En ocasiones se nos dice que un terapeuta, un orientador, un psicólogo, pueden hacer perder la libertad de la persona y dirigir su vida como si de una marioneta fuera, ya que las voluntades, los problemas y las emociones de una persona que acude a que le ayuden, no pasan por sus mejores momentos. Es capaz de creer que necesita al terapeuta para dar cada paso que necesita en su vida y tomar las decisiones que debe tomar. Pero yo niego rotundamente este pensamiento, esta actitud, o por lo menos no debería ser así, ya que el Orientador no debe ser otra cosa que un facilitador, alguien que alumbra un camino para que el cliente marche por sus medios, se reubique y vea luz “al final del principio de su camino”.
Nada puede seguir eternamente de igual manera siendo útil, si cambian las cosas a nuestro alrededor. Es decir, que si las cosas cambian y nosotros no cambiamos, ¡mala cosa!, o por lo menos, adaptación. Bajo esta premisa, y esto sucede en nuestro ámbito continuamente, el Orientador debe ser ese facilitador de cambios, un profesional que sepa leer entrelíneas las necesidades del cliente que se van infiriendo del relato de su propia vida e inquietudes en las sesiones que se mantengan.
Se hace de reeducador para que el agobio desaparezca y tratar los problemas con comprensión, empatía y no sin una pizca de enfrentamiento a las situaciones que perpetúan sensaciones afectivas dolorosas. Si somos orientadores debemos orientar, hacer conducir hacia el objetivo principal de volver a ver la luz y volver a caminar ante la vida con la actitud necesaria. Y no podemos olvidar que también somos acompañantes en momentos dolorosos, enfrentando al paciente con él mismo y con sus propias limitaciones, a veces, intentado bajar el nivel emocional para que sea posible la escucha y la comunicación eficaz en ambas direcciones, tanto entre los miembros del sistema familiar como entre clientes y Orientador.

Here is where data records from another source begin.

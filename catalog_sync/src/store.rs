//! Persistent entity store
//!
//! Uses parameterized queries exclusively (no SQL string concatenation).
//! Canonical entities are stored as JSON next to their fingerprint; each
//! source's latest parsed records are kept as a staged snapshot so that a
//! later cycle of another source can merge against them.

use chrono::{DateTime, Utc};
use mtg_common::{CanonicalEntity, EntityKind, FieldMap, IntermediateRecord, SourceId};
use rusqlite::types::Type;
use rusqlite::{params, Connection, Row, Transaction};
use serde::Serialize;
use std::path::Path;
use std::sync::{Arc, Mutex, MutexGuard};
use thiserror::Error;

/// Persistence failures
#[derive(Debug, Error)]
pub enum StoreError {
    #[error("database error: {0}")]
    Database(#[from] rusqlite::Error),

    #[error("stored data could not be (de)serialized: {0}")]
    Serialize(#[from] serde_json::Error),

    #[error("database connection lock poisoned")]
    Poisoned,

    #[error("failed to create database directory {path}: {message}")]
    Directory { path: String, message: String },

    #[error("persistence task failed: {0}")]
    Join(String),
}

pub type StoreResult<T> = Result<T, StoreError>;

/// Initialize the database schema
///
/// Creates tables if they don't exist:
/// - `entities`: canonical entities with their fingerprints
/// - `source_records`: each source's latest parsed records
/// - `source_versions`: the version ledger
pub fn init_schema(conn: &Connection) -> rusqlite::Result<()> {
    conn.execute_batch(
        "
        CREATE TABLE IF NOT EXISTS entities (
            kind TEXT NOT NULL,
            key TEXT NOT NULL,
            body TEXT NOT NULL,
            fingerprint TEXT NOT NULL,
            updated_at TEXT NOT NULL,
            PRIMARY KEY (kind, key)
        );

        CREATE TABLE IF NOT EXISTS source_records (
            source TEXT NOT NULL,
            kind TEXT NOT NULL,
            key TEXT NOT NULL,
            fields TEXT NOT NULL,
            PRIMARY KEY (source, kind, key)
        );

        CREATE INDEX IF NOT EXISTS idx_source_records_kind ON source_records(kind, key);

        CREATE TABLE IF NOT EXISTS source_versions (
            source TEXT PRIMARY KEY,
            version_token TEXT,
            upstream_version TEXT,
            last_success_at TEXT,
            last_attempt_at TEXT,
            last_error TEXT
        );
        ",
    )?;

    log::debug!("Database schema initialized");
    Ok(())
}

/// Open (creating if needed) a database file and initialize its schema
pub fn open_database(path: &Path) -> StoreResult<Arc<Mutex<Connection>>> {
    if let Some(parent) = path.parent().filter(|p| !p.as_os_str().is_empty()) {
        if !parent.exists() {
            std::fs::create_dir_all(parent).map_err(|e| StoreError::Directory {
                path: parent.display().to_string(),
                message: e.to_string(),
            })?;
            log::info!("Created directory: {}", parent.display());
        }
    }
    let conn = Connection::open(path)?;
    init_schema(&conn)?;
    log::info!("Opened database: {}", path.display());
    Ok(Arc::new(Mutex::new(conn)))
}

/// Open an in-memory database with the schema applied
pub fn open_in_memory() -> StoreResult<Arc<Mutex<Connection>>> {
    let conn = Connection::open_in_memory()?;
    init_schema(&conn)?;
    Ok(Arc::new(Mutex::new(conn)))
}

pub(crate) fn lock(db: &Mutex<Connection>) -> StoreResult<MutexGuard<'_, Connection>> {
    db.lock().map_err(|_| StoreError::Poisoned)
}

pub(crate) fn parse_timestamp(row: &Row<'_>, idx: usize) -> rusqlite::Result<Option<DateTime<Utc>>> {
    let raw: Option<String> = row.get(idx)?;
    raw.map(|s| {
        DateTime::parse_from_rfc3339(&s)
            .map(|dt| dt.with_timezone(&Utc))
            .map_err(|e| rusqlite::Error::FromSqlConversionFailure(idx, Type::Text, Box::new(e)))
    })
    .transpose()
}

/// A canonical entity as persisted
#[derive(Debug, Clone, PartialEq, Serialize)]
pub struct StoredEntity {
    pub entity: CanonicalEntity,
    pub fingerprint: String,
    pub updated_at: DateTime<Utc>,
}

/// Storage the sync engine writes through.
///
/// Implementations must make each `put` atomic on its own and
/// `replace_source_records` atomic as a whole.
pub trait EntityStore: Send + Sync {
    fn get(&self, kind: EntityKind, key: &str) -> StoreResult<Option<StoredEntity>>;

    /// Insert or replace an entity with its fingerprint
    fn put(&self, entity: &CanonicalEntity, fingerprint: &str) -> StoreResult<()>;

    fn list_all(&self, kind: EntityKind) -> StoreResult<Vec<StoredEntity>>;

    /// Remove an entity, returning whether it existed
    fn delete(&self, kind: EntityKind, key: &str) -> StoreResult<bool>;

    /// Staged snapshot of one source's records of one kind
    fn source_records(&self, source: SourceId, kind: EntityKind) -> StoreResult<Vec<IntermediateRecord>>;

    /// Replace a source's whole staged snapshot
    fn replace_source_records(&self, source: SourceId, records: &[IntermediateRecord]) -> StoreResult<()>;

    fn count(&self, kind: EntityKind) -> StoreResult<usize> {
        Ok(self.list_all(kind)?.len())
    }
}

/// SQLite-backed [`EntityStore`]
#[derive(Clone)]
pub struct SqliteStore {
    db: Arc<Mutex<Connection>>,
}

impl SqliteStore {
    /// Wrap a shared connection, making sure the schema exists
    pub fn new(db: Arc<Mutex<Connection>>) -> StoreResult<Self> {
        init_schema(&*lock(&db)?)?;
        Ok(Self { db })
    }

    pub fn connection(&self) -> Arc<Mutex<Connection>> {
        Arc::clone(&self.db)
    }
}

fn entity_from_row(row: &Row<'_>) -> rusqlite::Result<(String, String, Option<DateTime<Utc>>)> {
    Ok((row.get(0)?, row.get(1)?, parse_timestamp(row, 2)?))
}

fn decode_entity(body: String, fingerprint: String, updated_at: Option<DateTime<Utc>>) -> StoreResult<StoredEntity> {
    Ok(StoredEntity {
        entity: serde_json::from_str(&body)?,
        fingerprint,
        updated_at: updated_at.unwrap_or_default(),
    })
}

fn replace_source_records_tx(
    tx: &Transaction<'_>,
    source: SourceId,
    records: &[IntermediateRecord],
) -> StoreResult<usize> {
    tx.execute(
        "DELETE FROM source_records WHERE source = ?1",
        params![source.as_str()],
    )?;

    let mut stmt = tx.prepare_cached(
        "INSERT INTO source_records (source, kind, key, fields) VALUES (?1, ?2, ?3, ?4)",
    )?;
    let mut count = 0;
    for record in records {
        let fields = serde_json::to_string(&record.fields)?;
        stmt.execute(params![source.as_str(), record.kind.as_str(), &record.key, fields])?;
        count += 1;
    }
    Ok(count)
}

impl EntityStore for SqliteStore {
    fn get(&self, kind: EntityKind, key: &str) -> StoreResult<Option<StoredEntity>> {
        let conn = lock(&self.db)?;
        let mut stmt = conn.prepare_cached(
            "SELECT body, fingerprint, updated_at FROM entities WHERE kind = ?1 AND key = ?2",
        )?;
        let mut rows = stmt.query(params![kind.as_str(), key])?;
        match rows.next()? {
            Some(row) => {
                let (body, fingerprint, updated_at) = entity_from_row(row)?;
                Ok(Some(decode_entity(body, fingerprint, updated_at)?))
            }
            None => Ok(None),
        }
    }

    fn put(&self, entity: &CanonicalEntity, fingerprint: &str) -> StoreResult<()> {
        let body = serde_json::to_string(entity)?;
        let conn = lock(&self.db)?;
        conn.execute(
            "INSERT OR REPLACE INTO entities (kind, key, body, fingerprint, updated_at)
             VALUES (?1, ?2, ?3, ?4, ?5)",
            params![
                entity.kind().as_str(),
                entity.key(),
                body,
                fingerprint,
                Utc::now().to_rfc3339()
            ],
        )?;
        Ok(())
    }

    fn list_all(&self, kind: EntityKind) -> StoreResult<Vec<StoredEntity>> {
        let conn = lock(&self.db)?;
        let mut stmt = conn.prepare_cached(
            "SELECT body, fingerprint, updated_at FROM entities WHERE kind = ?1 ORDER BY key",
        )?;
        let rows = stmt
            .query_map(params![kind.as_str()], entity_from_row)?
            .collect::<rusqlite::Result<Vec<_>>>()?;
        rows.into_iter()
            .map(|(body, fingerprint, updated_at)| decode_entity(body, fingerprint, updated_at))
            .collect()
    }

    fn delete(&self, kind: EntityKind, key: &str) -> StoreResult<bool> {
        let conn = lock(&self.db)?;
        let removed = conn.execute(
            "DELETE FROM entities WHERE kind = ?1 AND key = ?2",
            params![kind.as_str(), key],
        )?;
        Ok(removed > 0)
    }

    fn source_records(&self, source: SourceId, kind: EntityKind) -> StoreResult<Vec<IntermediateRecord>> {
        let conn = lock(&self.db)?;
        let mut stmt = conn.prepare_cached(
            "SELECT key, fields FROM source_records WHERE source = ?1 AND kind = ?2 ORDER BY key",
        )?;
        let rows = stmt
            .query_map(params![source.as_str(), kind.as_str()], |row| {
                Ok((row.get::<_, String>(0)?, row.get::<_, String>(1)?))
            })?
            .collect::<rusqlite::Result<Vec<_>>>()?;

        rows.into_iter()
            .map(|(key, fields)| {
                let fields: FieldMap = serde_json::from_str(&fields)?;
                Ok(IntermediateRecord::new(source, kind, key, fields))
            })
            .collect()
    }

    fn replace_source_records(&self, source: SourceId, records: &[IntermediateRecord]) -> StoreResult<()> {
        let mut conn = lock(&self.db)?;
        let tx = conn.transaction()?;
        let count = replace_source_records_tx(&tx, source, records)?;
        tx.commit()?;
        log::debug!("{}: staged {} source records", source, count);
        Ok(())
    }

    fn count(&self, kind: EntityKind) -> StoreResult<usize> {
        let conn = lock(&self.db)?;
        let count: i64 = conn.query_row(
            "SELECT COUNT(*) FROM entities WHERE kind = ?1",
            params![kind.as_str()],
            |row| row.get(0),
        )?;
        Ok(count as usize)
    }
}

#[cfg(test)]
mod tests {
    use super::*;
    use mtg_common::{Set, SymbolSet};

    fn test_store() -> SqliteStore {
        SqliteStore::new(open_in_memory().unwrap()).unwrap()
    }

    fn make_set(code: &str, name: &str) -> CanonicalEntity {
        let fields = FieldMap::new()
            .with("name", name)
            .with("date_released", "2021-06-18")
            .with("count_cards", 303i64);
        CanonicalEntity::Set(Set::from_fields(code, &fields).unwrap())
    }

    #[test]
    fn init_schema_is_idempotent() {
        let db = open_in_memory().unwrap();
        let conn = db.lock().unwrap();
        init_schema(&conn).unwrap();
        init_schema(&conn).unwrap();
    }

    #[test]
    fn get_missing_entity_returns_none() {
        let store = test_store();
        assert!(store.get(EntityKind::Set, "mh2").unwrap().is_none());
    }

    #[test]
    fn fingerprint_survives_round_trip() {
        let store = test_store();
        let entity = make_set("mh2", "Modern Horizons 2");
        let fingerprint = entity.fingerprint().unwrap();
        store.put(&entity, &fingerprint).unwrap();

        let stored = store.get(EntityKind::Set, "mh2").unwrap().unwrap();
        assert_eq!(stored.entity, entity);
        assert_eq!(stored.fingerprint, fingerprint);
        assert_eq!(stored.entity.fingerprint().unwrap(), fingerprint);
    }

    #[test]
    fn put_replaces_existing_entity() {
        let store = test_store();
        let first = make_set("mh2", "Modern Horizons 2");
        store.put(&first, &first.fingerprint().unwrap()).unwrap();
        let second = make_set("mh2", "Modern Horizons Two");
        store.put(&second, &second.fingerprint().unwrap()).unwrap();

        assert_eq!(store.count(EntityKind::Set).unwrap(), 1);
        let stored = store.get(EntityKind::Set, "mh2").unwrap().unwrap();
        assert_eq!(stored.entity, second);
    }

    #[test]
    fn list_all_filters_by_kind_and_orders_by_key() {
        let store = test_store();
        for (code, name) in [("znr", "Zendikar Rising"), ("afr", "Forgotten Realms")] {
            let entity = make_set(code, name);
            store.put(&entity, &entity.fingerprint().unwrap()).unwrap();
        }
        let symbol = CanonicalEntity::SymbolSet(SymbolSet {
            code: "AFR".into(),
            parent: None,
            supported: vec!["C".into()],
        });
        store.put(&symbol, &symbol.fingerprint().unwrap()).unwrap();

        let keys: Vec<String> = store
            .list_all(EntityKind::Set)
            .unwrap()
            .into_iter()
            .map(|s| s.entity.key().to_string())
            .collect();
        assert_eq!(keys, vec!["afr", "znr"]);
        assert_eq!(store.count(EntityKind::SymbolSet).unwrap(), 1);
    }

    #[test]
    fn delete_reports_existence() {
        let store = test_store();
        let entity = make_set("mh2", "Modern Horizons 2");
        store.put(&entity, &entity.fingerprint().unwrap()).unwrap();

        assert!(store.delete(EntityKind::Set, "mh2").unwrap());
        assert!(!store.delete(EntityKind::Set, "mh2").unwrap());
    }

    #[test]
    fn replace_source_records_swaps_whole_snapshot() {
        let store = test_store();
        let record = |key: &str, count: i64| {
            IntermediateRecord::new(
                SourceId::Mtgjson,
                EntityKind::Set,
                key,
                FieldMap::new().with("count_printed", count),
            )
        };

        store
            .replace_source_records(SourceId::Mtgjson, &[record("abc", 1), record("def", 2)])
            .unwrap();
        store
            .replace_source_records(SourceId::Mtgjson, &[record("abc", 3)])
            .unwrap();

        let staged = store.source_records(SourceId::Mtgjson, EntityKind::Set).unwrap();
        assert_eq!(staged, vec![record("abc", 3)]);
        assert!(store
            .source_records(SourceId::Scryfall, EntityKind::Set)
            .unwrap()
            .is_empty());
    }

    #[test]
    fn corrupt_body_is_a_serialize_error() {
        let store = test_store();
        {
            let conn = store.db.lock().unwrap();
            conn.execute(
                "INSERT INTO entities (kind, key, body, fingerprint, updated_at)
                 VALUES ('set', 'bad', '{not json', 'x', '2024-01-01T00:00:00+00:00')",
                [],
            )
            .unwrap();
        }
        assert!(matches!(
            store.get(EntityKind::Set, "bad"),
            Err(StoreError::Serialize(_))
        ));
    }
}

Por todo lo antedicho, el Orientador familiar también va a intentar ajustar los malentendidos que provocan las heridas que alejan a las personas por una comunicación inexistente o ineficaz, intentando aliviar cargas y reforzar las relaciones frágiles para rescatar un trato comunicacional asertivo y coherente, que vaya más allá de las consecuencias obvias relacionadas con la ansiedad y la culpa. Y una de las claves va a consistir en no permitir que las circunstancias externas nos marquen un ritmo estéril que nada tenga que ver con los nuestros, con los internos, tanto los personales como los de pareja, es decir, aquellos que nos son trascendentales.
La pretensión no es otra que hacer recuperar sus propias capacidades, el equilibrio y dotar de recursos perdidos, olvidados, o adquirir nuevas habilidades para adaptarse a las circunstancias vitales de cada ciclo evolutivo que la persona necesita. Es, en definitiva, ayudar a ver la forma de que sean autosuficientes para direccionar de una manera organizada e integrada los planteamientos que piden ser cambiados o matizados, porque todo no vale siempre, y merece la pena conservar lo que queremos en nuestra vida, sabiendo introducir de la forma adecuada los cambios necesarios para vivir y sentir que, en la medida que se puede, somos los verdaderos artífices de nuestra vida.